Keynote Address of the Conference "Animals, Agency, and Slaving in the Atlantic World)

John Garrigus, Dept. of History, University of Texas, Arlington, “An epidemic that can only be stopped by the most violent remedy”: African ‘Poisons' versus Animal Disease in Saint-Domingue, 1750-1788” Comment - Stephen Bell, Depts. of History and Geography, UCLA



Thursday, April 23, 2020
10:00 AM - 4:30 PM
Zoom

 

This conference explored the ways in which human-animal interactions shaped the lives, labors, and ideas of enslaved people of African descent in the Atlantic world from the early modern period onwards. Rather than see plantation colonies and routes of slaving between colonial worlds as incommensurably different spaces, our attention turned to more-than-human geographies throughout the African diaspora–from Panama to Hispaniola, Antigua, Jamaica, and South Carolina–that existed across imperial boundaries. Seeing how forms of ritual practice and intellectual exchange involving animals in obeah, vodun, and candomblé brings into sharp relief how communities from very diverse ethnolinguistic backgrounds engaged nonhuman worlds in similar modes ranging from producing apotropaic bundles to sacrifices for the purposes of drawing on supernatural and ancestral powers and for attacking slaveholders. By looking at material environments of slavery, including maroon towns and livestock pens, we further considered how diasporic Africans remade physical landscapes with stolen animals and how enslavers struggled to transform slaves and animals into equivalent subjects on the ground.

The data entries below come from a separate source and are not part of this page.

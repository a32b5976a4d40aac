//! Fixed-window counter state.

use chrono::{DateTime, Duration, Utc};

/// Outcome of offering one request to a [`WindowState`].
#[derive(Debug, Clone, Copy, PartialEq, Eq)]
pub enum Admission {
    /// The request fit in the window; `remaining` is what is left after it.
    Admitted { remaining: u64 },
    /// The window is exhausted. The count was not touched.
    Rejected,
}

/// The per-key record of a fixed window.
///
/// Not synchronized on its own; the limiter holds the key's map entry for the
/// whole of [`WindowState::admit`].
#[derive(Debug, Clone, PartialEq, Eq)]
pub struct WindowState {
    /// Requests admitted in the current window
    count: u64,
    /// When the current window started
    window_start: DateTime<Utc>,
}

impl WindowState {
    /// A fresh, empty window starting at `now`.
    pub fn new(now: DateTime<Utc>) -> Self {
        Self {
            count: 0,
            window_start: now,
        }
    }

    /// Requests admitted in the current window.
    pub fn count(&self) -> u64 {
        self.count
    }

    /// Start of the current window.
    pub fn window_start(&self) -> DateTime<Utc> {
        self.window_start
    }

    /// When the current window ends.
    pub fn reset_at(&self, window: Duration) -> DateTime<Utc> {
        self.window_start
            .checked_add_signed(window)
            .unwrap_or(DateTime::<Utc>::MAX_UTC)
    }

    /// Whether the window has fully elapsed at `now`.
    ///
    /// A `now` earlier than `window_start` is still inside the window.
    pub fn is_expired(&self, now: DateTime<Utc>, window: Duration) -> bool {
        now >= self.reset_at(window)
    }

    /// Count observed at `now`, treating an expired window as empty.
    pub fn count_at(&self, now: DateTime<Utc>, window: Duration) -> u64 {
        if self.is_expired(now, window) {
            0
        } else {
            self.count
        }
    }

    /// Start a new window at `now` if the current one has elapsed.
    ///
    /// Returns `true` if the window was reset.
    pub fn maybe_reset_window(&mut self, now: DateTime<Utc>, window: Duration) -> bool {
        if self.is_expired(now, window) {
            self.count = 0;
            self.window_start = now;
            true
        } else {
            false
        }
    }

    /// Offer one request arriving at `now`.
    pub fn admit(&mut self, now: DateTime<Utc>, window: Duration, limit: u64) -> Admission {
        self.maybe_reset_window(now, window);

        if self.count < limit {
            self.count += 1;
            Admission::Admitted {
                remaining: limit - self.count,
            }
        } else {
            Admission::Rejected
        }
    }
}
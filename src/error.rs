//! Error types for the Floodgate engine and service.

use thiserror::Error;

/// Main error type for Floodgate operations.
#[derive(Error, Debug)]
pub enum FloodgateError {
    /// A limiter was configured with a zero window or a zero request budget
    #[error("Invalid limiter configuration: {0}")]
    InvalidConfig(String),

    /// Configuration loading errors
    #[error("Configuration error: {0}")]
    Config(String),

    /// A request named a limiter that is not registered
    #[error("Unknown limiter: {0}")]
    UnknownLimiter(String),

    /// Malformed decision service requests
    #[error("Protocol error: {0}")]
    Protocol(String),

    /// I/O errors
    #[error("I/O error: {0}")]
    Io(#[from] std::io::Error),
}

impl From<config::ConfigError> for FloodgateError {
    fn from(err: config::ConfigError) -> Self {
        FloodgateError::Config(err.to_string())
    }
}

/// Result type alias for Floodgate operations.
pub type Result<T> = std::result::Result<T, FloodgateError>;
//! Configuration management for Floodgate.

use config::{Environment, File};
use serde::{Deserialize, Serialize};
use std::collections::BTreeMap;
use std::net::SocketAddr;
use std::path::Path;
use std::time::Duration;
use tracing::info;

use crate::error::{FloodgateError, Result};
use crate::ratelimit::presets;
use crate::ratelimit::LimiterConfig;

/// Prefix of environment variable overrides, e.g. `FLOODGATE__SERVER__LISTEN_ADDR`.
pub const ENV_PREFIX: &str = "FLOODGATE";

/// Main configuration for the Floodgate service.
#[derive(Debug, Clone, Serialize, Deserialize)]
pub struct FloodgateConfig {
    /// Server configuration
    #[serde(default)]
    pub server: ServerConfig,

    /// Limiters by name
    #[serde(default = "default_limiters")]
    pub limiters: BTreeMap<String, LimiterSettings>,
}

impl Default for FloodgateConfig {
    fn default() -> Self {
        Self {
            server: ServerConfig::default(),
            limiters: default_limiters(),
        }
    }
}

/// Server configuration.
#[derive(Debug, Clone, Serialize, Deserialize)]
pub struct ServerConfig {
    /// Decision service listen address
    #[serde(default = "default_listen_addr")]
    pub listen_addr: SocketAddr,

    /// Seconds between sweeps of expired windows
    #[serde(default = "default_sweep_interval")]
    pub sweep_interval_secs: u64,
}

impl Default for ServerConfig {
    fn default() -> Self {
        Self {
            listen_addr: default_listen_addr(),
            sweep_interval_secs: default_sweep_interval(),
        }
    }
}

impl ServerConfig {
    /// The sweep cadence as a duration.
    pub fn sweep_interval(&self) -> Duration {
        Duration::from_secs(self.sweep_interval_secs)
    }
}

fn default_listen_addr() -> SocketAddr {
    SocketAddr::from(([127, 0, 0, 1], 8787))
}

fn default_sweep_interval() -> u64 {
    60
}

/// Settings of one limiter as written in configuration.
#[derive(Debug, Clone, PartialEq, Eq, Serialize, Deserialize)]
pub struct LimiterSettings {
    /// Window length in milliseconds
    pub window_ms: u64,
    /// Requests admitted per window and client
    pub max_requests: u64,
    /// Message returned with rejections
    pub message: String,
}

impl From<&LimiterConfig> for LimiterSettings {
    fn from(config: &LimiterConfig) -> Self {
        Self {
            window_ms: config.window_size().as_millis() as u64,
            max_requests: config.max_requests(),
            message: config.rejection_message().to_string(),
        }
    }
}

impl TryFrom<&LimiterSettings> for LimiterConfig {
    type Error = FloodgateError;

    fn try_from(settings: &LimiterSettings) -> Result<Self> {
        LimiterConfig::new(
            Duration::from_millis(settings.window_ms),
            settings.max_requests,
            settings.message.clone(),
        )
    }
}

impl LimiterSettings {
    /// Validate into a limiter configuration, naming `name` in errors.
    pub fn to_limiter_config(&self, name: &str) -> Result<LimiterConfig> {
        LimiterConfig::try_from(self).map_err(|e| match e {
            FloodgateError::InvalidConfig(reason) => {
                FloodgateError::InvalidConfig(format!("limiter '{}': {}", name, reason))
            }
            other => other,
        })
    }
}

fn default_limiters() -> BTreeMap<String, LimiterSettings> {
    BTreeMap::from([
        (
            presets::GENERAL.to_string(),
            LimiterSettings::from(&LimiterConfig::general()),
        ),
        (
            presets::AUTH.to_string(),
            LimiterSettings::from(&LimiterConfig::auth()),
        ),
    ])
}

impl FloodgateConfig {
    /// Load configuration from an optional YAML file, then apply
    /// `FLOODGATE__*` environment overrides.
    ///
    /// A `limiters` section in the file replaces the default limiters.
    /// Environment overrides are merged field by field, so
    /// `FLOODGATE__LIMITERS__AUTH__MAX_REQUESTS=10` keeps every other limiter
    /// and every other field of `auth`.
    pub fn load(path: Option<&Path>) -> Result<Self> {
        Self::load_with_env(path, Self::environment())
    }

    fn environment() -> Environment {
        Environment::with_prefix(ENV_PREFIX)
            .separator("__")
            .try_parsing(true)
    }

    fn load_with_env(path: Option<&Path>, env: Environment) -> Result<Self> {
        let defaults = config::Config::try_from(&FloodgateConfig::default())?;
        let mut builder = config::Config::builder();

        match path {
            Some(path) => {
                info!(path = %path.display(), "Loading configuration file");
                let file = config::Config::builder()
                    .add_source(File::from(path))
                    .build()?;

                if file.get_table("limiters").is_err() {
                    builder = builder.add_source(defaults);
                }
                builder = builder.add_source(file);
            }
            None => builder = builder.add_source(defaults),
        }

        let settings = builder.add_source(env).build()?;

        let config: FloodgateConfig = settings.try_deserialize()?;
        config.validate()?;
        Ok(config)
    }

    /// Load configuration from a YAML string.
    pub fn from_yaml(yaml: &str) -> Result<Self> {
        let config: FloodgateConfig = serde_yaml::from_str(yaml)
            .map_err(|e| FloodgateError::Config(format!("Failed to parse configuration: {}", e)))?;
        config.validate()?;
        Ok(config)
    }

    /// Check values that serde cannot.
    pub fn validate(&self) -> Result<()> {
        if self.server.sweep_interval_secs == 0 {
            return Err(FloodgateError::Config(
                "sweep interval must be greater than 0".to_string(),
            ));
        }

        if self.limiters.is_empty() {
            return Err(FloodgateError::Config(
                "at least one limiter must be configured".to_string(),
            ));
        }

        for (name, settings) in &self.limiters {
            if name.is_empty() {
                return Err(FloodgateError::Config(
                    "limiter names must not be empty".to_string(),
                ));
            }

            settings.to_limiter_config(name)?;
        }

        Ok(())
    }
}
use std::net::SocketAddr;
use std::path::PathBuf;
use std::sync::Arc;

use clap::{Parser, ValueEnum};
use tokio::signal;
use tokio::sync::watch;
use tracing::info;
use tracing_subscriber::EnvFilter;

use floodgate::config::FloodgateConfig;
use floodgate::ratelimit::{EvictionSweeper, LimiterRegistry, SystemClock};
use floodgate::wire::{DecisionServer, DecisionService};

/// Fixed-window rate limiting decision service.
#[derive(Debug, Parser)]
#[command(name = "floodgate", version, about)]
struct Args {
    /// YAML configuration file
    #[arg(short, long, env = "FLOODGATE_CONFIG")]
    config: Option<PathBuf>,

    /// Override the listen address from the configuration
    #[arg(short, long)]
    listen: Option<SocketAddr>,

    /// Log output format
    #[arg(long, value_enum, default_value_t = LogFormat::Text)]
    log_format: LogFormat,
}

#[derive(Debug, Clone, Copy, PartialEq, Eq, ValueEnum)]
enum LogFormat {
    Text,
    Json,
}

#[tokio::main]
async fn main() -> anyhow::Result<()> {
    let args = Args::parse();
    init_tracing(args.log_format);

    info!("Starting Floodgate rate limiting service");
    info!("Version: {}", env!("CARGO_PKG_VERSION"));

    let mut config = FloodgateConfig::load(args.config.as_deref())?;
    if let Some(listen) = args.listen {
        config.server.listen_addr = listen;
    }
    info!(listen_addr = %config.server.listen_addr, "Configuration loaded");

    // Refuse to start with a broken limiter
    let registry = Arc::new(LimiterRegistry::from_settings(&config.limiters)?);
    let clock = Arc::new(SystemClock);
    info!(limiters = ?registry.names(), "Limiters initialized");

    let (stop_sweeper, sweeper_shutdown) = watch::channel(false);
    let sweeper = EvictionSweeper::new(
        registry.clone(),
        clock.clone(),
        config.server.sweep_interval(),
    )
    .spawn(sweeper_shutdown);

    let service = Arc::new(DecisionService::new(registry, clock));
    let server = DecisionServer::new(config.server.listen_addr, service);

    server.serve_with_shutdown(shutdown_signal()).await?;

    let _ = stop_sweeper.send(true);
    sweeper.await?;

    info!("Floodgate rate limiting service stopped");
    Ok(())
}

fn init_tracing(format: LogFormat) {
    let filter = EnvFilter::try_from_default_env().unwrap_or_else(|_| EnvFilter::new("info"));
    let builder = tracing_subscriber::fmt()
        .with_env_filter(filter)
        .with_target(false)
        .with_thread_ids(true);

    match format {
        LogFormat::Text => builder.init(),
        LogFormat::Json => builder.json().init(),
    }
}

/// Wait for a shutdown signal (Ctrl+C or SIGTERM).
async fn shutdown_signal() {
    let ctrl_c = async {
        signal::ctrl_c()
            .await
            .expect("Failed to install Ctrl+C handler");
    };

    #[cfg(unix)]
    let terminate = async {
        signal::unix::signal(signal::unix::SignalKind::terminate())
            .expect("Failed to install SIGTERM handler")
            .recv()
            .await;
    };

    #[cfg(not(unix))]
    let terminate = std::future::pending::<()>();

    tokio::select! {
        _ = ctrl_c => {
            info!("Received Ctrl+C, initiating graceful shutdown");
        }
        _ = terminate => {
            info!("Received SIGTERM, initiating graceful shutdown");
        }
    }
}
//! API error handling
//!
//! Every failure becomes a JSON body `{code: -1, msg}`, never a bare status.
//!
//! Author: hephaex@gmail.com

use axum::{
    extract::rejection::JsonRejection,
    http::StatusCode,
    response::{IntoResponse, Response},
    Json,
};
use kgc_core::KgcError;
use serde::{Deserialize, Serialize};
use utoipa::ToSchema;

/// `code` value of a successful response
pub const CODE_SUCCESS: i32 = 0;

/// `code` value of every failed response
pub const CODE_ERROR: i32 = -1;

/// API error response
#[derive(Debug, Serialize, Deserialize, ToSchema)]
pub struct ApiError {
    /// Always -1
    pub code: i32,
    /// Human-readable message
    #[schema(example = "exactly one of head, relation, tail must be empty")]
    pub msg: String,
}

impl ApiError {
    pub fn new(msg: impl Into<String>) -> Self {
        Self {
            code: CODE_ERROR,
            msg: msg.into(),
        }
    }
}

/// Application error type
#[derive(Debug)]
pub enum AppError {
    BadRequest(String),
    NotFound(String),
    MethodNotAllowed(String),
    Timeout(u64),
    Internal(String),
}

impl AppError {
    pub fn status(&self) -> StatusCode {
        match self {
            AppError::BadRequest(_) => StatusCode::BAD_REQUEST,
            AppError::NotFound(_) => StatusCode::NOT_FOUND,
            AppError::MethodNotAllowed(_) => StatusCode::METHOD_NOT_ALLOWED,
            AppError::Timeout(_) => StatusCode::GATEWAY_TIMEOUT,
            AppError::Internal(_) => StatusCode::INTERNAL_SERVER_ERROR,
        }
    }

    pub fn message(&self) -> String {
        match self {
            AppError::BadRequest(msg)
            | AppError::NotFound(msg)
            | AppError::MethodNotAllowed(msg)
            | AppError::Internal(msg) => msg.clone(),
            AppError::Timeout(secs) => format!("Model call timed out after {secs}s"),
        }
    }
}

impl IntoResponse for AppError {
    fn into_response(self) -> Response {
        let status = self.status();
        if status.is_server_error() {
            tracing::error!(status = status.as_u16(), error = %self.message(), "Request failed");
        } else {
            tracing::debug!(status = status.as_u16(), error = %self.message(), "Request rejected");
        }

        (status, Json(ApiError::new(self.message()))).into_response()
    }
}

impl From<anyhow::Error> for AppError {
    fn from(err: anyhow::Error) -> Self {
        AppError::Internal(err.to_string())
    }
}

impl From<JsonRejection> for AppError {
    fn from(rejection: JsonRejection) -> Self {
        AppError::BadRequest(format!("Invalid request body: {}", rejection.body_text()))
    }
}

impl From<KgcError> for AppError {
    fn from(err: KgcError) -> Self {
        match err {
            KgcError::InvalidQuery(_) => AppError::BadRequest(err.to_string()),
            KgcError::UnknownEntity(_) | KgcError::UnknownRelation(_) => {
                AppError::NotFound(err.to_string())
            }
            KgcError::TargetNotFound { .. }
            | KgcError::NoCandidates(_)
            | KgcError::MalformedLine { .. }
            | KgcError::ModelLoad(_)
            | KgcError::Recognition(_)
            | KgcError::Io { .. }
            | KgcError::ConfigError(_)
            | KgcError::Other(_) => AppError::Internal(err.to_string()),
        }
    }
}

We hope that these discussions involving different contexts in the Americas further longstanding scholarly interest in the recreation or reimagination of Atlantic African communities in the Americas, and further question ongoing debates surrounding agency as a useful conceptual apparatus.

Keynote Speaker

John Garrigus, Dept. of History, University of Texas, Arlington, “An epidemic that can only be stopped by the most violent remedy”: African ‘Poisons’ versus Animal Disease in Saint-Domingue, 1750-1788” 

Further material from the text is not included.